Liputan6.com, Jakarta - Komisi Pemberantasan Korupsi (KPK) hari ini menjadwalkan pemeriksaan terhadap Sjamsul Nursalim dan Itjah Nursalim. Namun, hingga kini, keduanya belum datang memenuhi panggilan penyidik KPK.
Kendati begitu, Juru Bicara KPK Febri Diansyah mengatakan, penyidik akan tetap melihat itikad baik dari kedua pasutri itu, untuk datang memenuhi panggilan.
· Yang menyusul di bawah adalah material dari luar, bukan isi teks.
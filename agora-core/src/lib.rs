//! # agora-core: Live audience interaction domain
//!
//! Pure, synchronous state for one presentation: no sockets, no clocks.
//!
//! ## Architecture
//!
//! ```text
//!                ┌────────────────────────┐
//!   commands ──▸ │   LivePresentation     │ ──▸ Effects (notices + actions)
//!                └───┬────────┬────────┬──┘
//!                    │        │        │
//!          ┌─────────▼──┐ ┌───▼─────┐ ┌▼─────────────────┐
//!          │ Runtime    │ │Registry │ │ResponseAggregator│
//!          │ (status,   │ │(people, │ │(per-slide        │
//!          │  slide,    │ │ answers)│ │ reducers)        │
//!          │  quiz)     │ └─────────┘ └────────▲─────────┘
//!          └────────────┘                      │
//!                                  Slide Type Registry
//!                                  (shape, policy, reducer)
//! ```
//!
//! ## Modules
//!
//! - [`slide`]: Presentation / slide model and public views
//! - [`answer`]: Wire answers and their validated form
//! - [`registry`]: Per-type validation and resubmission policy
//! - [`aggregate`]: Order-independent reducers and snapshots
//! - [`session`]: Participants, reconnects, kicks
//! - [`runtime`]: NotLive → Live → Ended, slide pointer, quiz window
//! - [`notice`]: Outbound events and routing
//! - [`engine`]: Composition of the above per presentation

pub mod aggregate;
pub mod answer;
pub mod engine;
pub mod error;
pub mod notice;
pub mod registry;
pub mod runtime;
pub mod session;
pub mod slide;

pub use aggregate::{AggregateSnapshot, LeaderboardEntry, ResponseAggregator, Submission, Verdict};
pub use answer::{Answer, NormalizedAnswer};
pub use engine::LivePresentation;
pub use error::{LiveError, LiveResult, Recovery};
pub use notice::{Action, Dispatch, Effects, Notice, PresenterState, Receipt, Recipient, SessionState, SlideResults};
pub use registry::ResubmissionPolicy;
pub use runtime::{LiveStatus, PresentationRuntime, QuizWindow};
pub use session::{ParticipantRegistry, ParticipantStatus, RosterEntry};
pub use slide::{Presentation, PresentationInfo, PublicSlide, Slide, SlideKind};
Sebab, keterangan dia sangat diperlukan dalam kasus mega skandal ini.
"Hari ini penyidik mengagendakan pemeriksaan terhadap saksi Sjamsul Nursalim dan Itjih Nursalim untuk tersangka SAT (Syafruddin Arsyad Temenggung). Kita akan melihat itikad baik dan sikap kooperatif dari saksi untuk memenuhi panggilan hukum oleh KPK," tutur dia saat dikonfirmasi di Jakarta, Senin (29/5/2017).
Advertisement
Febri mengatakan, kehadiran Sjamsul Nursalim dan istrinya itu diperlukan untuk menyampaikan klarifikasi, data, ataupun informasi terkait kasus surat keterangan lunas (SKL) BLBI. Termasuk jika dikatakan semua kewajiban sebenarnya sudah dilunasi.
Terkait Sjamsul yang kini berada di Singapura, ia menuturkan, KPK akan bekerja sama dengan Interpol. Terkahir, Sjamsul Nursalim mengaku sakit dan berobat ke negeri singa tersebut.
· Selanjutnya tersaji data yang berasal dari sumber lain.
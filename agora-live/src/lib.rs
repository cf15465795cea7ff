//! # agora-live: Synchronization gateway for live presentations
//!
//! Connects participants and presenters to the per-presentation engines of
//! `agora-core` over WebSocket.
//!
//! ## Architecture
//!
//! ```text
//! ┌─────────────┐     WebSocket       ┌─────────────┐
//! │ LiveClient  │ ◄─────────────────► │ LiveServer  │
//! │ (per user)  │     JSON frames     │ (gateway)   │
//! └─────────────┘                     └──────┬──────┘
//!                                            │ catalog lookup
//!                                     ┌──────▼────────┐
//!                                     │ RoomManager   │
//!                                     └──────┬────────┘
//!                                            │ one per presentation
//!                                     ┌──────▼────────┐
//!                                     │ Presentation- │── LivePresentation
//!                                     │ Room          │── BroadcastGroup
//!                                     └───────────────┘
//! ```
//!
//! ## Modules
//!
//! - [`protocol`]: JSON wire protocol (`ClientEvent` in, `Frame` out)
//! - [`broadcast`]: Room fan-out with backpressure
//! - [`room`]: Rooms, effect routing, quiz timers
//! - [`catalog`]: Presentation lookup seam
//! - [`server`]: WebSocket gateway
//! - [`client`]: WebSocket client with stale frame filtering

pub mod broadcast;
pub mod catalog;
pub mod client;
pub mod protocol;
pub mod room;
pub mod server;

pub use broadcast::{Audience, BroadcastGroup, BroadcastStats, Envelope, Payload, PeerInfo, PeerRole};
pub use catalog::{CatalogError, MemoryCatalog, PresentationCatalog};
pub use client::{ConnectionState, GenerationFilter, LiveClient};
pub use protocol::{ClientEvent, Frame, ProtocolError};
pub use room::{now_ms, PresentationRoom, RoomManager, RoomState};
pub use server::{LiveServer, ServerConfig, ServerStats};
"Dalam melakukan panggilan, KPK bekerja sama dengan CPIB untuk menyampaikan surat panggilan ke alamat saksi di Singapura," ungkap dia.
Sedangkan, untuk saksi Farid Harianto sudah datang dan sedang menjalankan pemeriksaan.
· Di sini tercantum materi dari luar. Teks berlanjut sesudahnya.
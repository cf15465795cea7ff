//! Counting reducers for the fixed-shape slide types.

use std::collections::{BTreeMap, HashSet};

use serde::{Deserialize, Serialize};
use uuid::Uuid;

use super::{shape_mismatch, AggregateSnapshot, Reducer, RunningMean, Submission, Verdict};
use crate::answer::NormalizedAnswer;
use crate::error::LiveResult;
use crate::slide::{Area, Point};

#[derive(Debug, Clone, PartialEq, Serialize, Deserialize)]
pub struct OptionTally {
    pub option: String,
    pub count: u64,
}

#[derive(Debug, Clone)]
pub struct ChoiceTally {
    options: Vec<String>,
    counts: Vec<u64>,
    responses: u64,
}

impl ChoiceTally {
    pub fn new(options: Vec<String>) -> Self {
        let counts = vec![0; options.len()];
        Self { options, counts, responses: 0 }
    }
}

impl Reducer for ChoiceTally {
    fn fold(&mut self, _sub: &Submission, answer: &NormalizedAnswer) -> LiveResult<Option<Verdict>> {
        let NormalizedAnswer::Choice(picked) = answer else {
            return Err(shape_mismatch("choice", answer));
        };
        for &idx in picked {
            let slot = self.counts.get_mut(idx).ok_or_else(|| shape_mismatch("choice", answer))?;
            *slot += 1;
        }
        self.responses += 1;
        Ok(None)
    }

    fn snapshot(&self) -> AggregateSnapshot {
        let mut votes: Vec<OptionTally> = self
            .options
            .iter()
            .zip(&self.counts)
            .map(|(option, &count)| OptionTally { option: option.clone(), count })
            .collect();
        // sort_by is stable: equal counts keep option order
        votes.sort_by(|a, b| b.count.cmp(&a.count));
        AggregateSnapshot::MultipleChoice {
            votes,
            total_responses: self.responses,
        }
    }
}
Sjamsul Nursalim merupakan pemegang saham Bank Dagang Negara Indonesia (BDNI) dan Itjah Nursalim adalah istri dari Sjamsul.
Akibat penerbitan SKL terhadap Sjamsul selaku pemilik saham BDNI ini, negara diduga merugi hingga Rp 3,7 triliun.
SKL untuk BDNI diterbitkan Syafruddin Arsyad Temenggung selaku Kepala BPPN. Syafruddin Temenggung menjabat sebagai Kepala BPPN sejak April 2002.
Pada Mei 2002, dia mengusulkan kepada Komite Kebijakan Sektor Keuangan (KKSK) untuk mengubah proses litigasi terhadap kewajiban obligor menjadi restrukturisasi atas kewajiban penyerahan aset oleh obligor BDNI kepada BPPN sebesar Rp 4,8 triliun.
Hasil dari restrukturisasi tersebut, Rp 1,1 triliun dibebankan kepada petani tambak yang merupakan kreditor BDNI. Sedangkan sisanya Rp 3,7 triliun, BDNI tetap harus dibayarkan.
Dalam kasus ini, KPK baru menetapkan Syafruddin sebagai tersangka.
Syafruddin disangkakan KPK melanggar Pasal 2 ayat 1 atau Pasal 3 Undang-Undang Nomor 31 Tahun 1999 sebagaimana telah diubah dalam Undang-Undang Nomor 20 Tahun 2001 tentang Pemberantasan Tindak Pidana Korupsi juncto Pasal 55 ayat 1 ke-1 KUHP.